Enkele risicogroepen en risico’s (niet limitatief):

  • AIDS (seksueel contact en contact met bloed):
    politie, brandweer, laboranten, prostituees, verpleegkundigen, laboratoriumpersoneel, drugsverslaafden en -hulpverleners;
  • Hepatitis B (seksueel contact en contact met bloed):
    politie, brandweer, laboranten, prostituees, verpleegkundigen, laboratoriumpersoneel, drugsverslaafden en -hulpverleners;
  • Legionella-pneumonie (inhalatie vanaërosolen):
    werknemers in gebouwen met airconditioning, werknemers die met oliehoudende koelvloeistoffen werken, koeltorens, stoomturbines, water (fonteinen, douches etc);
  • Tetanus (contact van wond met besmette dieren en aarde):
    plantsoenwerkers, composteerders, werknemers in contact met dieren*.

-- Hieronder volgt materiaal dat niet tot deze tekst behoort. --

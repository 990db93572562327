#![allow(unreachable_pub)]

use sea_orm::{
    entity::prelude::{DeriveRelation, EnumIter},
    prelude::{ActiveModelBehavior, DeriveEntityModel, DerivePrimaryKey, PrimaryKeyTrait},
};

use crate::types::ClassEdge;

/// Instance -> abstract property -> class edge (hydrus GraphIAC).
#[derive(Clone, Debug, PartialEq, DeriveEntityModel)]
#[sea_orm(table_name = "graph_class_edge")]
pub struct Model {
    #[sea_orm(primary_key)]
    pub id: i64,
    pub subject: i64,
    pub predicate: i64,
    pub object: i64,
}

#[derive(Copy, Clone, Debug, EnumIter, DeriveRelation)]
pub enum Relation {}

impl ActiveModelBehavior for ActiveModel {}

impl From<Model> for ClassEdge {
    fn from(model: Model) -> Self {
        ClassEdge {
            subject: model.subject,
            predicate: model.predicate,
            object: model.object,
        }
    }
}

* Het werken met en het omgaan met dieren kan een scala van zoönosen geven (o.a. griep, miltvuur, papegaaienziekte, rabiës, ringworm).

Wetten, regels en normen

Arbobesluit, artikel 4.91

  1. Iedere werknemer die is of kan worden blootgesteld aan biologische agentia wordt in aanvulling op artikel 18 van de wet, in de gelegenheid gesteld bij de aanvang van de arbeid waarbij blootstelling kan ontstaan, een arbeidsgezondheidskundig onderzoek te ondergaan.
  2. Iedere werknemer die een infectie of ziekte heeft opgelopen als gevolg van blootstelling aan een biologisch agens, wordt, in aanvulling op het eerste lid, tussentijds in de gelegenheid gesteld een arbeidsgezondheidskundig onderzoek te ondergaan.
  3. Iedere werknemer die aan een zelfde biologisch agens is blootgesteld als gevolg waarvan een andere werknemer een infectie of ziekte heeft opgelopen, wordt, in aanvulling op het eerste lid, tussentijds in de gelegenheid gesteld een arbeidsgezondheidskundig onderzoek te ondergaan.
  4. Het arbeidsgezondheidskundig onderzoek vindt plaats met inachtneming van de praktische aanbevelingen, opgenomen in bijlage IV bij de richtlijn.
  5. Indien het resultaat van het arbeidsgezondheidskundig onderzoek daartoe aanleiding geeft, worden doeltreffende maatregelen genomen om schade voor de gezondheid van de betrokken werknemer door blootstelling aan biologische agentia te voorkomen.
  6. Voor zover mogelijk worden aan iedere werknemer die nog niet immuun is voor de biologische agentia waaraan hij is of kan worden blootgesteld, doeltreffende vaccins ter beschikking gesteld. Daarbij wordt bijlage VII bij de richtlijn in acht genomen.
  7. Op verzoek van de werkgever of de betrokken werknemer wordt het in dit artikel bedoelde onderzoek opnieuw uitgevoerd. Het resultaat van het hernieuwde onderzoek treedt in de plaats van het daaraan voorafgaande.
  8. Iedere werknemer heeft recht op inzage in het hem betreffende medisch dossier.
  9. De resultaten van het in dit artikel bedoelde arbeidsgezondheidskundig onderzoek worden in passende vorm geregistreerd en ten minste tien jaar na de laatste blootstelling of mogelijke blootstelling bewaard. In gevallen als bedoeld in artikel 4.90, vierde lid, worden de resultaten een navenant langere tijd doch niet meer dan veertig jaar bewaard.
  10. Iedere werknemer wordt geïnformeerd over de wijze waarop hij na beëindiging van de blootstelling in de gelegenheid wordt gesteld een arbeidsgezondheidskundig onderzoek te ondergaan.

 

Arbobesluit, artikel 4.97

  1. In aanvulling op artikel 4.85 wordt bij de risico-inventarisatie en -evaluatie van gevaren, verbonden aan andere dan microbiologisch diagnostische arbeid in de gezondheidszorg en in de diergeneeskunde, aandacht besteed aan:
    • de onzekerheid omtrent de aanwezigheid van biologische agentia en de daaraan verbonden gevaren bij patiënten of dieren en in monsters of materiaal van patiënten of dieren;
    • de aan de aard van het werk verbonden gevaren.
  2. Bij de in het eerste lid bedoelde arbeid worden ter bescherming van de veiligheid en de gezondheid van de betrokken werknemers doeltreffende maatregelen genomen. Deze bestaan in ieder geval uit:
    • het opstellen en bekend maken van ontsmettings- en desinfectieprocedures aan de betrokken werknemers;
    • het opstellen en bekend maken van procedures voor een veilige omgang met en verwijdering van met biologische agentia besmet afvalmateriaal.

 

Arbobesluit, artikel 4.109

Het is een zwangere werknemer verboden arbeid te verrichten waarbij zij kunnen worden blootgesteld aan de biologische agentia Toxoplasma en Rubellavirus, bedoeld in afdeling 9 van dit hoofdstuk, tenzij is gebleken dat zij hiervoor immuun is.